Start of DATASET EXTRACT
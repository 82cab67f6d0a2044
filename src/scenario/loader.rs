//! Scenario document loading
//!
//! Documents are JSON or YAML. Parsing happens in two passes: text into a
//! generic value (syntax errors carry line/column), then the value into
//! typed steps (schema errors carry the step index). No property
//! substitution happens here.

use serde::Deserialize;
use serde_json::Value;
use std::path::Path;
use std::time::Duration;

use crate::common::paths::resolve_in;
use crate::common::{Error, Result};
use crate::engine::CapabilityRegistry;

use super::model::{
    Assertion, Comparison, Params, Scenario, Step, StepBody, Subject, ASSERT_KIND,
};

/// Keys of a step entry that are not passed to the capability
const RESERVED_KEYS: [&str; 3] = ["kind", "title", "timeout"];

/// Document syntax
#[derive(Debug, Clone, Copy, PartialEq, Eq)]
pub enum Format {
    Json,
    Yaml,
}

impl Format {
    /// `.json` files are JSON, everything else is read as YAML
    pub fn from_path(path: &Path) -> Self {
        match path.extension().and_then(|e| e.to_str()) {
            Some(ext) if ext.eq_ignore_ascii_case("json") => Format::Json,
            _ => Format::Yaml,
        }
    }
}

/// Top-level document shape
#[derive(Deserialize, Debug)]
#[serde(deny_unknown_fields)]
struct Document {
    name: Option<String>,
    description: Option<String>,
    steps: Vec<Value>,
}

/// Load a scenario from `path`, resolved relative to `workspace`
pub fn load(path: &Path, workspace: &Path, registry: &CapabilityRegistry) -> Result<Scenario> {
    let resolved = resolve_in(workspace, path);
    if !resolved.is_file() {
        return Err(Error::NotFound(resolved));
    }

    let content =
        std::fs::read_to_string(&resolved).map_err(|e| Error::file_read(&resolved, e))?;

    let scenario = parse(&content, Format::from_path(&resolved), path, registry)?;
    tracing::debug!(
        path = %resolved.display(),
        steps = scenario.steps.len(),
        "Loaded scenario"
    );
    Ok(scenario)
}

/// Parse scenario text; `source` is recorded on the scenario and used in errors
pub fn parse(
    content: &str,
    format: Format,
    source: &Path,
    registry: &CapabilityRegistry,
) -> Result<Scenario> {
    let value = parse_value(content, format, source)?;

    if !value.is_object() {
        return Err(Error::document(
            "document must be a mapping with a 'steps' list",
        ));
    }
    let document: Document =
        serde_json::from_value(value).map_err(|e| Error::document(e.to_string()))?;

    let steps = document
        .steps
        .into_iter()
        .enumerate()
        .map(|(i, raw)| parse_step(i + 1, raw, registry))
        .collect::<Result<Vec<_>>>()?;

    let name = document.name.unwrap_or_else(|| {
        source
            .file_stem()
            .map(|s| s.to_string_lossy().into_owned())
            .unwrap_or_else(|| source.display().to_string())
    });

    Ok(Scenario {
        name,
        description: document.description,
        source: source.to_path_buf(),
        steps,
    })
}

fn parse_value(content: &str, format: Format, source: &Path) -> Result<Value> {
    match format {
        Format::Json => serde_json::from_str(content).map_err(|e| Error::Parse {
            path: source.to_path_buf(),
            line: e.line(),
            column: e.column(),
            message: e.to_string(),
        }),
        Format::Yaml => serde_yaml::from_str(content).map_err(|e| {
            let (line, column) = e
                .location()
                .map(|l| (l.line(), l.column()))
                .unwrap_or((0, 0));
            Error::Parse {
                path: source.to_path_buf(),
                line,
                column,
                message: e.to_string(),
            }
        }),
    }
}

fn parse_step(index: usize, raw: Value, registry: &CapabilityRegistry) -> Result<Step> {
    let Value::Object(mut map) = raw else {
        return Err(Error::schema(index, "step must be a mapping"));
    };

    let kind = match map.remove("kind") {
        Some(Value::String(kind)) if !kind.trim().is_empty() => kind,
        Some(_) => return Err(Error::schema(index, "'kind' must be a non-empty string")),
        None => return Err(Error::schema(index, "missing required field 'kind'")),
    };

    let title = match map.remove("title") {
        None | Some(Value::Null) => None,
        Some(value) => Some(scalar_to_string(&value)),
    };

    let timeout = match map.remove("timeout") {
        None | Some(Value::Null) => None,
        Some(value) => Some(parse_timeout(index, &value)?),
    };

    let params: Params = map
        .iter()
        .filter(|(key, _)| !RESERVED_KEYS.contains(&key.as_str()))
        .map(|(key, value)| (key.clone(), scalar_to_string(value)))
        .collect();

    let body = if kind == ASSERT_KIND {
        StepBody::Assertion(parse_assertion(index, params)?)
    } else {
        let capability = registry.get(&kind).ok_or_else(|| {
            Error::schema(
                index,
                format!(
                    "unknown step kind '{}'. Supported: {}, {}",
                    kind,
                    registry.kinds().join(", "),
                    ASSERT_KIND
                ),
            )
        })?;
        capability
            .validate(&params)
            .map_err(|message| Error::schema(index, format!("{}: {}", kind, message)))?;
        StepBody::Action { kind, params }
    };

    Ok(Step {
        index,
        title,
        timeout,
        body,
    })
}

fn parse_assertion(index: usize, mut params: Params) -> Result<Assertion> {
    let op = match params.remove("op") {
        Some(op) => op
            .parse::<Comparison>()
            .map_err(|message| Error::schema(index, message))?,
        None => Comparison::Equals,
    };

    let subject = match (
        params.remove("actual"),
        params.remove("from"),
        params.remove("path"),
    ) {
        (Some(actual), None, None) => Subject::Value(actual),
        (None, Some(from), Some(path)) => Subject::Json { from, path },
        (Some(_), _, _) => {
            return Err(Error::schema(
                index,
                "assert: 'actual' cannot be combined with 'from' and 'path'",
            ))
        }
        (None, Some(_), None) => {
            return Err(Error::schema(index, "assert: 'from' requires 'path'"))
        }
        (None, None, Some(_)) => {
            return Err(Error::schema(index, "assert: 'path' requires 'from'"))
        }
        (None, None, None) => {
            return Err(Error::schema(
                index,
                "assert: missing required parameter 'actual' (or 'from' and 'path')",
            ))
        }
    };
    let expected = params
        .remove("expected")
        .ok_or_else(|| Error::schema(index, "assert: missing required parameter 'expected'"))?;

    let count = params.remove("count");
    if count.is_some() && matches!(subject, Subject::Value(_)) {
        return Err(Error::schema(index, "assert: 'count' requires 'from' and 'path'"));
    }

    if let Some(extra) = params.keys().next() {
        return Err(Error::schema(
            index,
            format!("assert: unknown parameter '{}'", extra),
        ));
    }

    Ok(Assertion {
        op,
        subject,
        expected,
        count,
    })
}

fn parse_timeout(index: usize, value: &Value) -> Result<Duration> {
    value
        .as_f64()
        .filter(|secs| *secs > 0.0)
        .and_then(|secs| Duration::try_from_secs_f64(secs).ok())
        .ok_or_else(|| Error::schema(index, "'timeout' must be a positive number of seconds"))
}

/// Render a parameter value as text
///
/// Scalars keep their textual form; mappings and sequences become compact JSON.
fn scalar_to_string(value: &Value) -> String {
    match value {
        Value::Null => String::new(),
        Value::Bool(b) => b.to_string(),
        Value::Number(n) => n.to_string(),
        Value::String(s) => s.clone(),
        Value::Array(_) | Value::Object(_) => value.to_string(),
    }
}

#[cfg(test)]
mod tests {
    use super::*;
    use crate::common::config::Config;

    fn registry() -> CapabilityRegistry {
        CapabilityRegistry::with_builtins(&Config::default()).unwrap()
    }

    fn parse_yaml(content: &str) -> Result<Scenario> {
        parse(content, Format::Yaml, Path::new("login.yaml"), &registry())
    }

    #[test]
    fn test_parse_actions_and_assertions() {
        let scenario = parse_yaml(
            r#"
name: set and check
steps:
  - kind: set
    title: seed
    x: 5
  - kind: assert
    op: greaterThan
    actual: "{{x}}"
    expected: 3
"#,
        )
        .unwrap();

        assert_eq!(scenario.name, "set and check");
        assert_eq!(scenario.steps.len(), 2);

        let first = &scenario.steps[0];
        assert_eq!(first.index, 1);
        assert_eq!(first.title.as_deref(), Some("seed"));
        match &first.body {
            StepBody::Action { kind, params } => {
                assert_eq!(kind, "set");
                assert_eq!(params["x"], "5");
            }
            _ => panic!("Expected action step"),
        }

        match &scenario.steps[1].body {
            StepBody::Assertion(a) => {
                assert_eq!(a.op, Comparison::GreaterThan);
                assert_eq!(a.subject, Subject::Value("{{x}}".to_string()));
                assert_eq!(a.expected, "3");
                assert_eq!(a.count, None);
            }
            _ => panic!("Expected assertion step"),
        }
    }

    #[test]
    fn test_name_defaults_to_file_stem() {
        let scenario = parse_yaml("steps: []").unwrap();
        assert_eq!(scenario.name, "login");
        assert!(scenario.steps.is_empty());
    }

    #[test]
    fn test_nested_values_become_json_text() {
        let scenario = parse_yaml(
            r#"
steps:
  - kind: set
    payload:
      user: alice
      roles: [admin]
"#,
        )
        .unwrap();
        match &scenario.steps[0].body {
            StepBody::Action { params, .. } => {
                assert_eq!(params["payload"], r#"{"roles":["admin"],"user":"alice"}"#);
            }
            _ => panic!("Expected action step"),
        }
    }

    #[test]
    fn test_json_syntax_error_has_location() {
        let err = parse(
            "{\n  \"steps\": [\n    {\"kind\": }\n  ]\n}",
            Format::Json,
            Path::new("bad.json"),
            &registry(),
        )
        .unwrap_err();
        match err {
            Error::Parse { line, column, .. } => {
                assert_eq!(line, 3);
                assert!(column > 0);
            }
            other => panic!("Expected Parse error, got {other:?}"),
        }
    }

    #[test]
    fn test_yaml_syntax_error_is_parse_error() {
        let err = parse_yaml("steps:\n  - kind: set\n   x: [1, 2\n").unwrap_err();
        assert!(matches!(err, Error::Parse { .. }));
    }

    #[test]
    fn test_unknown_kind_is_schema_error_with_step() {
        let err = parse_yaml("steps:\n  - kind: set\n    a: 1\n  - kind: teleport\n").unwrap_err();
        match err {
            Error::Schema { step, message } => {
                assert_eq!(step, Some(2));
                assert!(message.contains("teleport"));
            }
            other => panic!("Expected Schema error, got {other:?}"),
        }
    }

    #[test]
    fn test_missing_required_parameter_is_schema_error() {
        let err = parse_yaml("steps:\n  - kind: sleep\n").unwrap_err();
        match err {
            Error::Schema { step, message } => {
                assert_eq!(step, Some(1));
                assert!(message.contains("ms"));
            }
            other => panic!("Expected Schema error, got {other:?}"),
        }
    }

    #[test]
    fn test_assertion_requires_operands() {
        let err = parse_yaml("steps:\n  - kind: assert\n    actual: 1\n").unwrap_err();
        assert!(err.to_string().contains("expected"));
    }

    #[test]
    fn test_assertion_over_json_selection() {
        let scenario = parse_yaml(
            r#"
steps:
  - kind: assert
    from: "{{response.body}}"
    path: items.*.status
    op: equals
    expected: ok
    count: 2+
"#,
        )
        .unwrap();
        match &scenario.steps[0].body {
            StepBody::Assertion(a) => {
                assert_eq!(
                    a.subject,
                    Subject::Json {
                        from: "{{response.body}}".to_string(),
                        path: "items.*.status".to_string(),
                    }
                );
                assert_eq!(a.count.as_deref(), Some("2+"));
            }
            _ => panic!("Expected assertion step"),
        }
    }

    #[test]
    fn test_assertion_subject_combinations_are_checked() {
        let cases = [
            ("actual: 1\n    path: a\n    from: \"{}\"", "cannot be combined"),
            ("path: a", "'path' requires 'from'"),
            ("from: \"{}\"", "'from' requires 'path'"),
            ("actual: 1\n    count: 1", "'count' requires"),
        ];
        for (body, message) in cases {
            let doc = format!("steps:\n  - kind: assert\n    expected: 1\n    {}\n", body);
            let err = parse_yaml(&doc).unwrap_err();
            assert!(err.to_string().contains(message), "{}: {}", body, err);
        }
    }

    #[test]
    fn test_missing_steps_is_schema_error() {
        let err = parse_yaml("name: nothing\n").unwrap_err();
        assert!(matches!(err, Error::Schema { step: None, .. }));
    }

    #[test]
    fn test_step_timeout_in_seconds() {
        let scenario = parse_yaml("steps:\n  - kind: sleep\n    ms: 10\n    timeout: 0.5\n").unwrap();
        assert_eq!(scenario.steps[0].timeout, Some(Duration::from_millis(500)));
    }

    #[test]
    fn test_out_of_range_timeout_is_schema_error() {
        for value in ["1e30", "-1", "0", "\"soon\""] {
            let doc = format!("steps:\n  - kind: sleep\n    ms: 1\n    timeout: {}\n", value);
            let err = parse_yaml(&doc).unwrap_err();
            assert!(
                matches!(err, Error::Schema { step: Some(1), .. }),
                "timeout {}: {:?}",
                value,
                err
            );
        }
    }

    #[test]
    fn test_load_missing_file_is_not_found() {
        let dir = tempfile::tempdir().unwrap();
        let err = load(Path::new("absent.yaml"), dir.path(), &registry()).unwrap_err();
        assert!(matches!(err, Error::NotFound(_)));
    }
}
End of DATASET EXTRACT
## REQUIRED WORK:
Copy each line of the records that contains the word "happens".

## EXERCISE RESULT:
//! Documents are JSON or YAML. Parsing happens in two passes: text into a
//! substitution happens here.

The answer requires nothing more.